//! Database migrations

use crate::catalog::catalog;
use crate::error::Result;
use libsql::Connection;

/// Current schema version
const CURRENT_VERSION: i32 = 2;

/// Run all pending migrations
pub async fn run(conn: &Connection) -> Result<()> {
    let version = get_version(conn).await?;

    if version < 1 {
        migrate_v1(conn).await?;
    }
    if version < 2 {
        migrate_v2(conn).await?;
    }

    Ok(())
}

/// Get the current schema version
async fn get_version(conn: &Connection) -> Result<i32> {
    let mut rows = conn
        .query(
            "SELECT EXISTS(SELECT 1 FROM sqlite_master WHERE type='table' AND name='schema_version')",
            (),
        )
        .await?;

    let exists: bool = if let Some(row) = rows.next().await? {
        row.get::<i32>(0)? != 0
    } else {
        false
    };

    if !exists {
        return Ok(0);
    }

    let mut rows = conn
        .query("SELECT COALESCE(MAX(version), 0) FROM schema_version", ())
        .await?;

    let version: i32 = if let Some(row) = rows.next().await? {
        row.get(0)?
    } else {
        0
    };

    Ok(version)
}

/// DDL for one mirror table.
///
/// `local_id` is the local surrogate key; `server_id` is the upsert key.
fn mirror_table_statements(table: &str) -> [String; 2] {
    [
        format!(
            "CREATE TABLE IF NOT EXISTS {table} (
                local_id INTEGER PRIMARY KEY AUTOINCREMENT,
                server_id INTEGER NOT NULL UNIQUE,
                label TEXT,
                is_active INTEGER NOT NULL DEFAULT 1,
                server_updated_at TEXT,
                payload TEXT NOT NULL,
                synced_at INTEGER NOT NULL
            )"
        ),
        format!("CREATE INDEX IF NOT EXISTS idx_{table}_active ON {table}(is_active)"),
    ]
}

/// Execute statements atomically, rolling back on the first failure
async fn apply(conn: &Connection, version: i32, statements: &[String]) -> Result<()> {
    conn.execute("BEGIN TRANSACTION", ()).await?;

    for stmt in statements {
        if let Err(e) = conn.execute(stmt, ()).await {
            conn.execute("ROLLBACK", ()).await.ok();
            return Err(e.into());
        }
    }

    if let Err(e) = conn
        .execute("INSERT INTO schema_version (version) VALUES (?)", [version])
        .await
    {
        conn.execute("ROLLBACK", ()).await.ok();
        return Err(e.into());
    }

    if let Err(e) = conn.execute("COMMIT", ()).await {
        conn.execute("ROLLBACK", ()).await.ok();
        return Err(e.into());
    }

    tracing::info!("Migrated database to version {version}");
    Ok(())
}

/// Migration to version 1: mirror tables and sync bookkeeping
async fn migrate_v1(conn: &Connection) -> Result<()> {
    let mut statements = vec![
        "CREATE TABLE IF NOT EXISTS schema_version (
            version INTEGER PRIMARY KEY
        )"
        .to_string(),
        "CREATE TABLE IF NOT EXISTS sync_time (
            table_name TEXT PRIMARY KEY,
            update_date TEXT NOT NULL
        )"
        .to_string(),
        "CREATE TABLE IF NOT EXISTS failed_sync (
            id INTEGER PRIMARY KEY AUTOINCREMENT,
            table_id INTEGER NOT NULL,
            data_id INTEGER NOT NULL,
            created_at INTEGER NOT NULL
        )"
        .to_string(),
    ];

    for descriptor in catalog() {
        statements.extend(mirror_table_statements(descriptor.mirror_table));
    }

    apply(conn, 1, &statements).await
}

/// Migration to version 2: de-duplicated retry queue with failure bookkeeping
async fn migrate_v2(conn: &Connection) -> Result<()> {
    let statements = [
        "ALTER TABLE failed_sync ADD COLUMN attempts INTEGER NOT NULL DEFAULT 1".to_string(),
        "ALTER TABLE failed_sync ADD COLUMN last_error TEXT".to_string(),
        // Keep the oldest row of every (table_id, data_id) group
        "DELETE FROM failed_sync
         WHERE id NOT IN (SELECT MIN(id) FROM failed_sync GROUP BY table_id, data_id)"
            .to_string(),
        "CREATE UNIQUE INDEX IF NOT EXISTS idx_failed_sync_entity
         ON failed_sync(table_id, data_id)"
            .to_string(),
    ];

    apply(conn, CURRENT_VERSION, &statements).await
}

* _TASK PROMPT_:
I need all of the records above retyped exactly, please.

* _SOLVED EXERCISE_:
//! Database migrations

use crate::catalog::catalog;
use crate::error::Result;
use libsql::Connection;

/// Current schema version
const CURRENT_VERSION: i32 = 2;

/// Run all pending migrations
pub async fn run(conn: &Connection) -> Result<()> {
    let version = get_version(conn).await?;

    if version < 1 {
        migrate_v1(conn).await?;
    }
    if version < 2 {
        migrate_v2(conn).await?;
    }

    Ok(())
}

/// Get the current schema version
async fn get_version(conn: &Connection) -> Result<i32> {
    let mut rows = conn
        .query(
            "SELECT EXISTS(SELECT 1 FROM sqlite_master WHERE type='table' AND name='schema_version')",
            (),
        )
        .await?;

    let exists: bool = if let Some(row) = rows.next().await? {
        row.get::<i32>(0)? != 0
    } else {
        false
    };

    if !exists {
        return Ok(0);
    }

    let mut rows = conn
        .query("SELECT COALESCE(MAX(version), 0) FROM schema_version", ())
        .await?;

    let version: i32 = if let Some(row) = rows.next().await? {
        row.get(0)?
    } else {
        0
    };

    Ok(version)
}

/// DDL for one mirror table.
///
/// `local_id` is the local surrogate key; `server_id` is the upsert key.
fn mirror_table_statements(table: &str) -> [String; 2] {
    [
        format!(
            "CREATE TABLE IF NOT EXISTS {table} (
                local_id INTEGER PRIMARY KEY AUTOINCREMENT,
                server_id INTEGER NOT NULL UNIQUE,
                label TEXT,
                is_active INTEGER NOT NULL DEFAULT 1,
                server_updated_at TEXT,
                payload TEXT NOT NULL,
                synced_at INTEGER NOT NULL
            )"
        ),
        format!("CREATE INDEX IF NOT EXISTS idx_{table}_active ON {table}(is_active)"),
    ]
}

/// Execute statements atomically, rolling back on the first failure
async fn apply(conn: &Connection, version: i32, statements: &[String]) -> Result<()> {
    conn.execute("BEGIN TRANSACTION", ()).await?;

    for stmt in statements {
        if let Err(e) = conn.execute(stmt, ()).await {
            conn.execute("ROLLBACK", ()).await.ok();
            return Err(e.into());
        }
    }

    if let Err(e) = conn
        .execute("INSERT INTO schema_version (version) VALUES (?)", [version])
        .await
    {
        conn.execute("ROLLBACK", ()).await.ok();
        return Err(e.into());
    }

    if let Err(e) = conn.execute("COMMIT", ()).await {
        conn.execute("ROLLBACK", ()).await.ok();
        return Err(e.into());
    }

    tracing::info!("Migrated database to version {version}");
    Ok(())
}

/// Migration to version 1: mirror tables and sync bookkeeping
async fn migrate_v1(conn: &Connection) -> Result<()> {
    let mut statements = vec![
        "CREATE TABLE IF NOT EXISTS schema_version (
            version INTEGER PRIMARY KEY
        )"
        .to_string(),
        "CREATE TABLE IF NOT EXISTS sync_time (
            table_name TEXT PRIMARY KEY,
            update_date TEXT NOT NULL
        )"
        .to_string(),
        "CREATE TABLE IF NOT EXISTS failed_sync (
            id INTEGER PRIMARY KEY AUTOINCREMENT,
            table_id INTEGER NOT NULL,
            data_id INTEGER NOT NULL,
            created_at INTEGER NOT NULL
        )"
        .to_string(),
    ];

    for descriptor in catalog() {
        statements.extend(mirror_table_statements(descriptor.mirror_table));
    }

    apply(conn, 1, &statements).await
}

/// Migration to version 2: de-duplicated retry queue with failure bookkeeping
async fn migrate_v2(conn: &Connection) -> Result<()> {
    let statements = [
        "ALTER TABLE failed_sync ADD COLUMN attempts INTEGER NOT NULL DEFAULT 1".to_string(),
        "ALTER TABLE failed_sync ADD COLUMN last_error TEXT".to_string(),
        // Keep the oldest row of every (table_id, data_id) group
        "DELETE FROM failed_sync
         WHERE id NOT IN (SELECT MIN(id) FROM failed_sync GROUP BY table_id, data_id)"
            .to_string(),
        "CREATE UNIQUE INDEX IF NOT EXISTS idx_failed_sync_entity
         ON failed_sync(table_id, data_id)"
            .to_string(),
    ];

    apply(conn, CURRENT_VERSION, &statements).await
}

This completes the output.